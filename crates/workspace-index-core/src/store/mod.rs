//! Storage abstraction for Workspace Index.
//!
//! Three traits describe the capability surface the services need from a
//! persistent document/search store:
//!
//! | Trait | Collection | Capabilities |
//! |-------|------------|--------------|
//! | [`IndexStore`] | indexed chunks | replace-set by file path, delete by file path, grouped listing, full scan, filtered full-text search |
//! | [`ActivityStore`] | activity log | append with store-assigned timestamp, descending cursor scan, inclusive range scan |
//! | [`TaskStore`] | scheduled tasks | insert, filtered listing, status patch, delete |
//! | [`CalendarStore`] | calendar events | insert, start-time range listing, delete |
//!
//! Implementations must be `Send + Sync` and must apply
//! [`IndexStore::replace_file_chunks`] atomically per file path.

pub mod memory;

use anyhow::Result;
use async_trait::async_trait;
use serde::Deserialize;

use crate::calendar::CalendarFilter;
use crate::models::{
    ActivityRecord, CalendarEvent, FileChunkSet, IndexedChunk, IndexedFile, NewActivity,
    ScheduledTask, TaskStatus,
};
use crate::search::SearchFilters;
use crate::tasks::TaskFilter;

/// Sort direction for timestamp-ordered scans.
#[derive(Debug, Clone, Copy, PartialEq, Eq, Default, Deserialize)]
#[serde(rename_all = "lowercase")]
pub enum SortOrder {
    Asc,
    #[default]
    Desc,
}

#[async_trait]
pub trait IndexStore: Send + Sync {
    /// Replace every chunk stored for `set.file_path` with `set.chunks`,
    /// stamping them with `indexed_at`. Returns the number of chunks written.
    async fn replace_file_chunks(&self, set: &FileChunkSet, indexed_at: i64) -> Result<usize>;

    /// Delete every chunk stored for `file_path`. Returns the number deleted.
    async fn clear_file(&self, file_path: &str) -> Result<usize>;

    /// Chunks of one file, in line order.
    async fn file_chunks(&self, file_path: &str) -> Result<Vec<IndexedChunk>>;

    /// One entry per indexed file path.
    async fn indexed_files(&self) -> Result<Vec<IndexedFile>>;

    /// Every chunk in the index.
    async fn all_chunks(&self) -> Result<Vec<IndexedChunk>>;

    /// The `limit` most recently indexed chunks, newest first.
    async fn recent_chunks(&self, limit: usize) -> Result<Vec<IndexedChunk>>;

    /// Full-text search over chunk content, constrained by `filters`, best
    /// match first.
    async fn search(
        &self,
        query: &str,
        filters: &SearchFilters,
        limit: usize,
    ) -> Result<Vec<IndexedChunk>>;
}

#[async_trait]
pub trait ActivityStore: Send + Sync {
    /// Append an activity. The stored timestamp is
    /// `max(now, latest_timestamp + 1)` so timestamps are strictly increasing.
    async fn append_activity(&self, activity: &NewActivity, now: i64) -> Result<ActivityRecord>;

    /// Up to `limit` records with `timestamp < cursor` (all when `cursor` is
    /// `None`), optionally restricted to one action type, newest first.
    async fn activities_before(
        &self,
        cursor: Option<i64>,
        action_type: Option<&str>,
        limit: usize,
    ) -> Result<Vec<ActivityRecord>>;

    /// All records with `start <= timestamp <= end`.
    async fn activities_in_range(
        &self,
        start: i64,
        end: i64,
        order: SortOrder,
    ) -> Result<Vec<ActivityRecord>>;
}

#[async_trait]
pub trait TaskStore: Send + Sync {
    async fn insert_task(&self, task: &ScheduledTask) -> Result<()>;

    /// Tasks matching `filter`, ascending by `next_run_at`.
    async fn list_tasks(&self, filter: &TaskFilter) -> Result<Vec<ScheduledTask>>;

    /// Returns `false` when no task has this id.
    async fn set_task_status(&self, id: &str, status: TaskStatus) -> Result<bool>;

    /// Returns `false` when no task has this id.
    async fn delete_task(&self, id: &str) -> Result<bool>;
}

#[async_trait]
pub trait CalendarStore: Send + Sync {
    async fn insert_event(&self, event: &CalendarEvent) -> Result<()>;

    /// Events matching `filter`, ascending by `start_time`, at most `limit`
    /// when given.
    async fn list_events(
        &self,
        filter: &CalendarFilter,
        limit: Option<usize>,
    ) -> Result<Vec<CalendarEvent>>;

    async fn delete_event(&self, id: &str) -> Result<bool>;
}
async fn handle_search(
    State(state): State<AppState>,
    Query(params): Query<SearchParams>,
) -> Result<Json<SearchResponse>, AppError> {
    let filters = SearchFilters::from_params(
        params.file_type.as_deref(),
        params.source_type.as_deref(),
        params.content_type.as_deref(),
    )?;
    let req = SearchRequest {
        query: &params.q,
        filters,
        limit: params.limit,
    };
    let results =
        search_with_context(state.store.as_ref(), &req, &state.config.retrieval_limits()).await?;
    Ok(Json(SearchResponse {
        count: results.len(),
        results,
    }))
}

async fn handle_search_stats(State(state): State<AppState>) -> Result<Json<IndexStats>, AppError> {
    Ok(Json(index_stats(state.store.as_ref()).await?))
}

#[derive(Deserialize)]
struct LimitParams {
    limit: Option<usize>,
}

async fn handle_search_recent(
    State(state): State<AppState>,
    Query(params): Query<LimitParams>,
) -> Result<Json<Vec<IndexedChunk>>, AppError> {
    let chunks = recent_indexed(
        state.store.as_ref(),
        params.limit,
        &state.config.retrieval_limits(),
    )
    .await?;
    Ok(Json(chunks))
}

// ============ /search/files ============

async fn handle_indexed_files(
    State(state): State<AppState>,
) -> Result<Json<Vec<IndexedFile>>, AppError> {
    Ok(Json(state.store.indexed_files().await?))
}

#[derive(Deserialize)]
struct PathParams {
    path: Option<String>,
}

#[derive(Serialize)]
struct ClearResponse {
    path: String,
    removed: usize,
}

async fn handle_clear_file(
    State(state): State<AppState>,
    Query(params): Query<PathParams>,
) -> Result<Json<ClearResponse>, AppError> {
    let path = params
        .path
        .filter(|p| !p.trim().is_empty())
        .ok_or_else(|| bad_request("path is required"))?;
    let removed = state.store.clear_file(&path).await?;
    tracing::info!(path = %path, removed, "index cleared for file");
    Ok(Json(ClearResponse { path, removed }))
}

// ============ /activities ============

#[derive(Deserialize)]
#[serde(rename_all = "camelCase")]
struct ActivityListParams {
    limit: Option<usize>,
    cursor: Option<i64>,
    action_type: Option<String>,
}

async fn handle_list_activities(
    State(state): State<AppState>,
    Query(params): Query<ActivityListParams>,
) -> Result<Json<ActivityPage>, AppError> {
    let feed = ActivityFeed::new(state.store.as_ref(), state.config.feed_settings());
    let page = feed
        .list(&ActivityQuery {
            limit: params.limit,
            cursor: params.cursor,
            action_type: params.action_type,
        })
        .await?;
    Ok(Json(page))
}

● ● ● ● ●

* **EXERCISE DETAILS**
One stretch of the lines above is wanted, from the line that contains "async fn indexed_files(&self)" through the line that contains "All records with". Output it exactly.

* **YOUR RESPONSE**
    async fn indexed_files(&self) -> Result<Vec<IndexedFile>>;

    /// Every chunk in the index.
    async fn all_chunks(&self) -> Result<Vec<IndexedChunk>>;

    /// The `limit` most recently indexed chunks, newest first.
    async fn recent_chunks(&self, limit: usize) -> Result<Vec<IndexedChunk>>;

    /// Full-text search over chunk content, constrained by `filters`, best
    /// match first.
    async fn search(
        &self,
        query: &str,
        filters: &SearchFilters,
        limit: usize,
    ) -> Result<Vec<IndexedChunk>>;
}

#[async_trait]
pub trait ActivityStore: Send + Sync {
    /// Append an activity. The stored timestamp is
    /// `max(now, latest_timestamp + 1)` so timestamps are strictly increasing.
    async fn append_activity(&self, activity: &NewActivity, now: i64) -> Result<ActivityRecord>;

    /// Up to `limit` records with `timestamp < cursor` (all when `cursor` is
    /// `None`), optionally restricted to one action type, newest first.
    async fn activities_before(
        &self,
        cursor: Option<i64>,
        action_type: Option<&str>,
        limit: usize,
    ) -> Result<Vec<ActivityRecord>>;

    /// All records with `start <= timestamp <= end`.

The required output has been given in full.